Naturally Fresh, Inc. is a producer of dressings, sauces, marinades, dips, oils, and vinegar. The company also manufactures dressings, sauces and dips for a number of different restaurants and institutions, including Hooters. It is currently one of the largest manufacturers of sauces and salad dressings in the United States.

== History ==
Naturally Fresh was founded in 1966 as Eastern Foods by Robert H. Brooks, the founder of Hooters of America, to sell non-dairy creamer to the airline industry. In 1980, Eastern Foods launched the Naturally Fresh brand and in 2002 the company name was changed to reflect the brand.

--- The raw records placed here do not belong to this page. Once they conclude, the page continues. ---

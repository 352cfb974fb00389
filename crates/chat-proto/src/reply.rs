//! Server-to-client lines.
//!
//! Replies follow the `+OK[ <data>]` / `-ERR <reason>` convention. Relayed
//! broadcasts and private notes are the only unsolicited lines a client sees.

use std::fmt;

/// A line sent by the server.
#[derive(Debug, Clone, PartialEq, Eq)]
pub enum Reply {
    /// `HELO <welcome text>`, sent once right after accept.
    Greeting(String),
    /// `+OK` with optional data.
    Ok(Option<String>),
    /// `-ERR <reason>`.
    Err(String),
    /// `BCST [<from>] <text>`, relayed to every other logged-in client.
    Broadcast {
        /// Username of the sender.
        from: String,
        /// Broadcast payload.
        text: String,
    },
    /// Private note delivered to the target of a PRIVATE command.
    Private {
        /// Username of the sender.
        from: String,
        /// Message text.
        text: String,
    },
}

impl Reply {
    /// `+OK` with no data.
    pub fn ok() -> Self {
        Reply::Ok(None)
    }

    /// `+OK <data>`.
    pub fn ok_with(data: impl Into<String>) -> Self {
        Reply::Ok(Some(data.into()))
    }

    /// `-ERR <reason>`.
    pub fn err(reason: impl Into<String>) -> Self {
        Reply::Err(reason.into())
    }

    /// Whether this is an `-ERR` line.
    pub fn is_err(&self) -> bool {
        matches!(self, Reply::Err(_))
    }
}

impl fmt::Display for Reply {
    fn fmt(&self, f: &mut fmt::Formatter<'_>) -> fmt::Result {
        match self {
            Reply::Greeting(text) => write!(f, "HELO {text}"),
            Reply::Ok(None) => f.write_str("+OK"),
            Reply::Ok(Some(data)) => write!(f, "+OK {data}"),
            Reply::Err(reason) => write!(f, "-ERR {reason}"),
            Reply::Broadcast { from, text } => write!(f, "BCST [{from}] {text}"),
            Reply::Private { from, text } => write!(f, "{from} has sent you a message: {text}"),
        }
    }
}
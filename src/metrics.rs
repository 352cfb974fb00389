//! Prometheus metrics collection for chatd.
//!
//! Metrics live in a process-wide registry and are exposed by
//! [`crate::http`] when a metrics port is configured. Recording before
//! [`init`] is a silent no-op, which keeps unit tests free of setup.
//!
//! - `chat_command_total{command}` - commands processed by type
//! - `chat_command_errors_total{command,error}` - rejected commands
//! - `chat_faults_injected_total{kind}` - drop / corrupt / disconnect
//! - `chat_broadcast_fanout` - recipients per BCST

use prometheus::{
    Encoder, Histogram, HistogramOpts, IntCounter, IntCounterVec, IntGauge, Opts, Registry,
    TextEncoder,
};
use std::sync::OnceLock;

/// Global Prometheus registry for all metrics.
pub static REGISTRY: OnceLock<Registry> = OnceLock::new();

pub fn registry() -> &'static Registry {
    REGISTRY.get_or_init(Registry::new)
}

// ========================================================================
// Counters
// ========================================================================

/// Lines handed to the socket writer.
pub static LINES_SENT: OnceLock<IntCounter> = OnceLock::new();

/// Commands processed by type (HELO, BCST, ...).
pub static COMMAND_COUNTER: OnceLock<IntCounterVec> = OnceLock::new();

/// Command errors by type and error kind.
pub static COMMAND_ERRORS: OnceLock<IntCounterVec> = OnceLock::new();

/// Injected network faults by kind.
pub static FAULTS_INJECTED: OnceLock<IntCounterVec> = OnceLock::new();

// ========================================================================
// Gauges
// ========================================================================

/// Open sessions, logged in or not.
pub static SESSIONS_ACTIVE: OnceLock<IntGauge> = OnceLock::new();

/// Sessions holding a username.
pub static LOGGED_IN_USERS: OnceLock<IntGauge> = OnceLock::new();

/// Recipients per broadcast.
pub static BROADCAST_FANOUT: OnceLock<Histogram> = OnceLock::new();

/// Initialize the Prometheus metrics registry.
///
/// Call once at startup. Later calls leave the first set of metrics in place.
pub fn init() {
    let r = registry();

    macro_rules! register {
        ($metric:ident, $init:expr) => {
            match $init {
                Ok(m) => {
                    if let Err(e) = r.register(Box::new(m.clone())) {
                        tracing::warn!(error = %e, concat!("Failed to register metric ", stringify!($metric)));
                    }
                    let _ = $metric.set(m);
                }
                Err(e) => {
                    tracing::error!(error = %e, concat!("Failed to create metric ", stringify!($metric)));
                }
            }
        };
    }

    register!(LINES_SENT, IntCounter::new("chat_lines_sent_total", "Lines written to clients"));
    register!(COMMAND_COUNTER, IntCounterVec::new(Opts::new("chat_command_total", "Chat commands processed by type"), &["command"]));
    register!(COMMAND_ERRORS, IntCounterVec::new(Opts::new("chat_command_errors_total", "Chat command errors by type"), &["command", "error"]));
    register!(FAULTS_INJECTED, IntCounterVec::new(Opts::new("chat_faults_injected_total", "Injected network faults by kind"), &["kind"]));
    register!(SESSIONS_ACTIVE, IntGauge::new("chat_sessions_active", "Open client sessions"));
    register!(LOGGED_IN_USERS, IntGauge::new("chat_logged_in_users", "Sessions holding a username"));
    register!(BROADCAST_FANOUT, Histogram::with_opts(
        HistogramOpts::new("chat_broadcast_fanout", "Recipients per broadcast")
            .buckets(vec![0.0, 1.0, 5.0, 10.0, 25.0, 50.0, 100.0, 250.0, 500.0])));
}

/// Gather all metrics and encode them in Prometheus text format.
pub fn gather_metrics() -> String {
    let encoder = TextEncoder::new();
    let metric_families = registry().gather();
    let mut buffer = vec![];
    if let Err(e) = encoder.encode(&metric_families, &mut buffer) {
        tracing::error!(error = %e, "Failed to encode Prometheus metrics");
        return String::new();
    }
    match String::from_utf8(buffer) {
        Ok(s) => s,
        Err(e) => {
            tracing::error!(error = %e, "Prometheus metrics were not valid UTF-8");
            String::new()
        }
    }
}

// ============================================================================
// Helpers
// ============================================================================

#[inline]
pub fn record_command(command: &str) {
    if let Some(c) = COMMAND_COUNTER.get() {
        c.with_label_values(&[command]).inc();
    }
}

#[inline]
pub fn record_command_error(command: &str, error: &str) {
    if let Some(c) = COMMAND_ERRORS.get() {
        c.with_label_values(&[command, error]).inc();
    }
}

/// Record an injected fault (`drop`, `corrupt` or `disconnect`).
#[inline]
pub fn record_fault(kind: &str) {
    if let Some(c) = FAULTS_INJECTED.get() {
        c.with_label_values(&[kind]).inc();
    }
}

#[inline]
pub fn record_line_sent() {
    if let Some(c) = LINES_SENT.get() {
        c.inc();
    }
}

#[inline]
pub fn record_fanout(recipients: usize) {
    if let Some(h) = BROADCAST_FANOUT.get() {
        h.observe(recipients as f64);
    }
}

#[inline]
pub fn session_opened() {
    if let Some(g) = SESSIONS_ACTIVE.get() {
        g.inc();
    }
}

#[inline]
pub fn session_closed() {
    if let Some(g) = SESSIONS_ACTIVE.get() {
        g.dec();
    }
}

#[inline]
pub fn set_logged_in(count: usize) {
    if let Some(g) = LOGGED_IN_USERS.get() {
        g.set(count as i64);
    }
}
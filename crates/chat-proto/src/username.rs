//! Username validation.

/// Minimum username length.
pub const USERNAME_MIN_LEN: usize = 3;

/// Maximum username length.
pub const USERNAME_MAX_LEN: usize = 14;

/// Extension trait for checking if a string is a valid login name.
pub trait UsernameExt {
    /// Check if this string is a valid username: 3 to 14 characters drawn
    /// from ASCII letters, digits and underscore.
    ///
    /// # Examples
    ///
    /// ```
    /// use chat_proto::UsernameExt;
    ///
    /// assert!("alice123".is_valid_username());
    /// assert!("__x".is_valid_username());
    ///
    /// assert!(!"ab".is_valid_username());           // Too short
    /// assert!(!"alice-bob".is_valid_username());    // Hyphen
    /// assert!(!"fifteen_chars__".is_valid_username());
    /// ```
    fn is_valid_username(&self) -> bool;
}

impl UsernameExt for str {
    fn is_valid_username(&self) -> bool {
        (USERNAME_MIN_LEN..=USERNAME_MAX_LEN).contains(&self.len())
            && self.bytes().all(|b| b.is_ascii_alphanumeric() || b == b'_')
    }
}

In 2003, Robert retired and named his son Coby G. Brooks President and CEO. After Robert's death in 2006, Coby gained a controlling, but not majority, interest in Hooters and Naturally Fresh, Inc. This left him embroiled in a dispute with his father's widow Tami over distribution of the father's estate as Robert left in his will 30% of his estate to Coby, 30% to his underage daughter Boni Bell, 10% to Clemson University, and 30% to other family members. Tami was bequeathed $1 million per year for 20 years. However she sued the estate for the ⅓ share of the estate that would be due her under South Carolina's elective share law. In 2009 Coby and Tami settled for an undisclosed amount, but that settlement has forced Coby to seek outside investors.

Naturally Fresh was purchased in 2012 by TreeHouse Foods.

==In popular culture==

On February 14, 2010 Coby appeared on an episode of the CBS reality TV show Undercover Boss. On Day 5 he worked in the Naturally Fresh factory in Atlanta where he was told by one employee that the company had gone downhill since his father died.